Wasiak 等人使用下拉分析(2002) 发现大鼠 Epn4 与 AP1、AP2、网格蛋白和 GGA2 相互作用(606005)。他们确定,Epn4 通过其 C 末端结构域与网格蛋白重链的末端结构域结合并刺激网格蛋白组装。

圣波尔等人(2004) 发现 HeLa 细胞 EPN4 参与内源性货物蛋白和细菌志贺毒素的逆行转运,并将内体回收到跨高尔基体网络。

▼ 测绘

通过辐射杂交分析,Nagase 等人(1996) 将 EPN4 基因定位到 5 号染色体。

▼ 分子遗传学

皮姆等人(2005) 调查了 450 名不相关的英国、爱尔兰、威尔士和苏格兰白人研究对象,他们患有精神分裂症,以及 450 名祖先匹配的超常对照。EPN4 基因 5-prime 末端的四个相邻标记显示出与精神分裂症连锁不平衡的重要证据。其中包括 EPN4 基因内的 2 个微卫星标记和 2 个 SNP。一系列不同的 2 和 3 标记单倍型也与精神分裂症显着相关。由于 EPN4 基因编码 enthoprotin,它在突触和神经元内神经递质囊泡的转移和稳定性中发挥作用,因此他们认为这种蛋白质的结构、功能或表达的遗传决定的异常可能是导致 5q33 精神分裂症亚型遗传易感性的原因。

▼ 生化特征

晶体结构

米勒等人(2007) 描述了控制 SNARE 分类到网格蛋白包被囊泡中的分子细节,即人网格蛋白接头 epsinR(EPNR,也称为 CLINT1) 直接识别小鼠 SNARE Vti1b(603207) 的 3 螺旋束 H(abc) 结构域。

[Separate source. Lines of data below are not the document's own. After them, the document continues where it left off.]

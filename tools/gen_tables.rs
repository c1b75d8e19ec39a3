// Copyright 2025 Openfield Neuroimaging
// SPDX-License-Identifier: Apache-2.0

//! Pre-generate Legendre coefficient tables into an on-disk cache.
//!
//! Usage: `gen_tables <cache-dir> [n_interp]`
//!
//! Builds the tables both mapping presets need (EEG and MEG at 50 and
//! 100 coefficients) so later runs start without the generation cost.

use std::env;
use std::process::ExitCode;

use megfield::structures::Modality;
use megfield::TableCache;
use tracing::info;

fn main() -> ExitCode {
    tracing_subscriber::fmt()
        .with_env_filter(
            tracing_subscriber::EnvFilter::try_from_default_env()
                .unwrap_or_else(|_| tracing_subscriber::EnvFilter::new("info")),
        )
        .init();

    let mut args = env::args().skip(1);
    let Some(dir) = args.next() else {
        eprintln!("usage: gen_tables <cache-dir> [n_interp]");
        return ExitCode::FAILURE;
    };
    let n_interp: usize = match args.next() {
        Some(v) => match v.parse() {
            Ok(n) => n,
            Err(_) => {
                eprintln!("n_interp must be an even positive integer, got {v}");
                return ExitCode::FAILURE;
            }
        },
        None => megfield::interp::DEFAULT_N_INTERP,
    };

    let mut cache = match TableCache::with_dir(&dir).with_n_interp(n_interp) {
        Ok(c) => c,
        Err(e) => {
            eprintln!("{e}");
            return ExitCode::FAILURE;
        }
    };
    for modality in [Modality::Eeg, Modality::Meg] {
        for n_coeff in [50usize, 100] {
            if let Err(e) = cache.get(modality, n_coeff, true) {
                eprintln!("failed to build table ({}, {n_coeff}): {e}", modality.as_str());
                return ExitCode::FAILURE;
            }
            info!(
                modality = modality.as_str(),
                n_coeff, "table written to {dir}"
            );
        }
    }
    ExitCode::SUCCESS
}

每个结构域及其复合物的结构表明,这种相互作用(解离常数 22 µM)是由每个由大约 15 个残基组成的表面斑块介导的,其拓扑结构取决于每个结构域的整体折叠。点突变破坏界面消除了体外相互作用,并导致 Vti1b 重新定位到晚期内体和溶酶体。米勒等人(2007)指出,这一新类别高度具体,网格蛋白涂层成分和货物之间的表面-表面相互作用与广泛观察到的通过组装多肽(AP)复合物和GGA接头短的线性货物基序的结合不同,因此不易受到来自标准包含基序的货物的竞争,以掺入网格蛋白包被的囊泡中。米勒等人(2007)提出,概念上相似但机制上不同的相互作用指导了许多陷阱的后高尔基体贩运。